Guide to Local Historical Markers and Landmarks

0
853
The Old Customhouse in Monterey, the first designated California Historical Landmark, where U.S. Commodore John Drake Sloat raised the American flag and declared California part of the United States in 1846

States, counties, cities and organizations all erect historical markers and designate landmarks. Exploring them leads to a greater understanding of local history.

State Historical Markers, Landmarks and Registers

Each state and United States territory has a State Office of Historic Preservation (SHPO) which is charged with the identification and listing of historic properties. The SHPOs can nominate properties to the National Register of Historic Places but can also set up state-wide registers to recognize historic places at the state level. This process is known as designating landmarks.

Some states also run a system of state historic sites, typically historic buildings and sites owned and operated by the state.

Some state historical registers equip their designated landmarks with plaques or markers. Others do not. The most common scenario is that only some of the state landmarks have plaques, usually either because property owners don’t want to draw attention to their homes or because they simply don’t want to pay for a marker.

Other offices compile inventories, comprehensive surveys of historical resources for the state. However, while registers confer a legal status on the site, inclusion in a survey or inventory does not.

State Historical Marker Programs

SHPOs also sometimes set up state historical marker programs, separate from their historic registers, but such programs are equally likely to be run by state historical societies or other preservation organizations. Standalone marker programs do not necessarily confer any kind of protection on a site, but they do draw attention to the historic resource and encourage tourism.

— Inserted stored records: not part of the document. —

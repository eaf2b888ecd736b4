use super::channel::ProcessChannel;
use super::{Channel, ChannelRequest, Error, LocalForward, Transport};

use async_trait::async_trait;

use std::ffi::OsStr;
use std::fs;
use std::io;
use std::path::Path;
use std::process::Stdio;
use std::sync::atomic::{AtomicUsize, Ordering};
use std::sync::{Arc, Mutex};

use tempfile::TempDir;
use tokio::process;
use tracing::{debug, trace};

/// A ControlMaster session to one host, run by the system `ssh` client.
///
/// Every channel is a separate `ssh` process multiplexed over the master's control socket.
#[derive(Debug)]
pub struct Session {
    ctl: Mutex<Option<TempDir>>,
    ctl_path: Box<Path>,
    addr: Box<str>,
    master_log: Box<Path>,
    open_channels: Arc<AtomicUsize>,
}

impl Session {
    pub(crate) fn new(ctl: TempDir, addr: &str) -> Self {
        let log = ctl.path().join("log").into_boxed_path();
        let ctl_path = ctl.path().join("master").into_boxed_path();

        Self {
            ctl: Mutex::new(Some(ctl)),
            ctl_path,
            addr: addr.into(),
            master_log: log,
            open_channels: Arc::new(AtomicUsize::new(0)),
        }
    }

    fn new_std_cmd(&self, args: &[impl AsRef<OsStr>]) -> std::process::Command {
        let mut cmd = std::process::Command::new("ssh");
        cmd.stdin(Stdio::null())
            .arg("-S")
            .arg(&*self.ctl_path)
            .arg("-o")
            .arg("BatchMode=yes")
            .args(args)
            .arg(&*self.addr);
        cmd
    }

    fn new_cmd(&self, args: &[impl AsRef<OsStr>]) -> process::Command {
        self.new_std_cmd(args).into()
    }

    /// Ask the master whether it is still alive (`ssh -O check`).
    pub async fn check(&self) -> Result<(), Error> {
        let check = self
            .new_cmd(&["-O", "check"])
            .output()
            .await
            .map_err(Error::Ssh)?;

        if let Some(255) = check.status.code() {
            Err(self.discover_master_error().unwrap_or(Error::Disconnected))
        } else {
            Ok(())
        }
    }

    async fn control(&self, op: &str, forward: &LocalForward) -> Result<(), Error> {
        let spec = forward.to_string();
        let out = self
            .new_cmd(&["-O", op, "-L", spec.as_str()])
            .output()
            .await
            .map_err(Error::Ssh)?;

        if out.status.success() {
            return Ok(());
        }

        let stderr = String::from_utf8_lossy(&out.stderr);
        let err = stderr.trim();
        if err.is_empty() {
            if let Some(master_error) = self.discover_master_error() {
                return Err(master_error);
            }
        }
        Err(Error::Ssh(io::Error::new(io::ErrorKind::Other, err)))
    }

    fn discover_master_error(&self) -> Option<Error> {
        let err = match fs::read_to_string(&self.master_log) {
            Ok(err) => err,
            Err(e) => return Some(Error::Master(e)),
        };
        let stderr = crate::error::strip_noise(&err);

        if stderr.is_empty() {
            return None;
        }

        let kind = if stderr.contains("Connection to") && stderr.contains("closed by remote host") {
            io::ErrorKind::ConnectionAborted
        } else {
            io::ErrorKind::Other
        };

        Some(Error::Master(io::Error::new(kind, stderr)))
    }

    fn take_ctl(&self) -> Option<TempDir> {
        self.ctl
            .lock()
            .unwrap_or_else(|poisoned| poisoned.into_inner())
            .take()
    }

    fn is_closed(&self) -> bool {
        self.ctl
            .lock()
            .map(|ctl| ctl.is_none())
            .unwrap_or(true)
    }
}

#[async_trait]
impl Transport for Session {
    async fn open_channel(&self, request: ChannelRequest) -> Result<Box<dyn Channel>, Error> {
        if self.is_closed() {
            return Err(Error::Disconnected);
        }

        // -p 9 (the "discard" port) makes sure ssh does not quietly open a _new_ connection
        // if the master has gone away.
        let tty = if request.pty { "-tt" } else { "-T" };
        let mut cmd = self.new_cmd(&[tty, "-p", "9"]);
        if let Some(ref command) = request.command {
            cmd.arg("--").arg(command);
        }
        cmd.stdin(Stdio::piped())
            .stdout(Stdio::piped())
            .stderr(Stdio::piped())
            .kill_on_drop(true);

        trace!(addr = &*self.addr, command = ?request.command, pty = request.pty, "opening channel");
        let child = cmd.spawn().map_err(Error::Ssh)?;
        Ok(Box::new(ProcessChannel::spawn(
            child,
            request.pty,
            self.ctl_path.clone(),
            Arc::clone(&self.open_channels),
        )))
    }

    async fn forward_local(&self, forward: &LocalForward) -> Result<(), Error> {
        debug!(addr = &*self.addr, %forward, "requesting local forward");
        self.control("forward", forward).await
    }

    async fn cancel_forward(&self, forward: &LocalForward) -> Result<(), Error> {
        debug!(addr = &*self.addr, %forward, "cancelling local forward");
        self.control("cancel", forward).await
    }

    async fn process(&self) -> Result<(), Error> {
        // the master services forwards on its own; all that is left is noticing its death.
        if self.is_closed() {
            return Err(Error::Disconnected);
        }
        if self.ctl_path.exists() {
            Ok(())
        } else {
            Err(self.discover_master_error().unwrap_or(Error::Disconnected))
        }
    }

    fn busy(&self) -> bool {
        self.open_channels.load(Ordering::SeqCst) > 0
    }

    async fn close(&self) -> Result<(), Error> {
        // taking ctl makes drop a no-op
        let ctl = match self.take_ctl() {
            Some(ctl) => ctl,
            None => return Ok(()),
        };

        let exit = self
            .new_cmd(&["-O", "exit"])
            .output()
            .await
            .map_err(Error::Ssh)?;

        if let Some(master_error) = self.discover_master_error() {
            if !matches!(master_error, Error::Master(ref e) if e.kind() == io::ErrorKind::ConnectionAborted)
            {
                return Err(master_error);
            }
        }

        // -O exit can fail when the remote end already closed the connection cleanly.
        // we were asked to close it, so that is not an error.
        if !exit.status.success() {
            let exit_err = String::from_utf8_lossy(&exit.stderr);
            debug!(addr = &*self.addr, error = exit_err.trim(), "ssh -O exit failed");
        }

        ctl.close().map_err(Error::Cleanup)?;
        Ok(())
    }
}

impl Drop for Session {
    fn drop(&mut self) {
        // keep the tempdir alive until the master has been told to exit
        let _ctl = match self.take_ctl() {
            Some(ctl) => ctl,
            None => return,
        };

        let _res = self
            .new_std_cmd(&["-O", "exit"])
            .stdout(Stdio::null())
            .stderr(Stdio::null())
            .status();
    }
}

There seems to be a tradition among official marker programs that the marker should take a particular style with a raised, rounded top. Very few historical marker programs completely diverge from this style (one example would be Idaho, which has large-format rectangular signs).

Certified Local Governments and the Creation of Local Historic Landmarks and Markers

Certified local governments, or CLGs, are cities and counties which work with the National Park Service, through the SHPO, to set up plans for the preservation of local areas, most often towns and cities.

Becoming a CLG implis that the preservation plan has met the criteria to receive certain grants and become part of various National Park System programs. A lack of certification does not prevent a city from setting up its own official landmarks or marker program, and indeed many do.

Historical Markers from Organizations

Several organizations, including the American Society of Civil Engineers, have their own landmark systems in which where they recognize sites of particular importance to their field. These systems are more likely than not to have plaques.

Other Kinds of Historical Markers

Any organization in the USA may set up historical markers and plaques as long as they receive the correct permissions. Organizations such as E Clampus Vitus and the Daughters of the American Revolution are particularly prolific. Such plaques may or may not have an agenda, be historically accurate, or follow any kind of cohesive system.

The same, of course, can be said for older historical markers; preservation organizations have in recent years started to rework their systems and reevaluate purple prose, inflammatory language and, according to author James W. Loewen in his book Lies Across America, blatant untruths.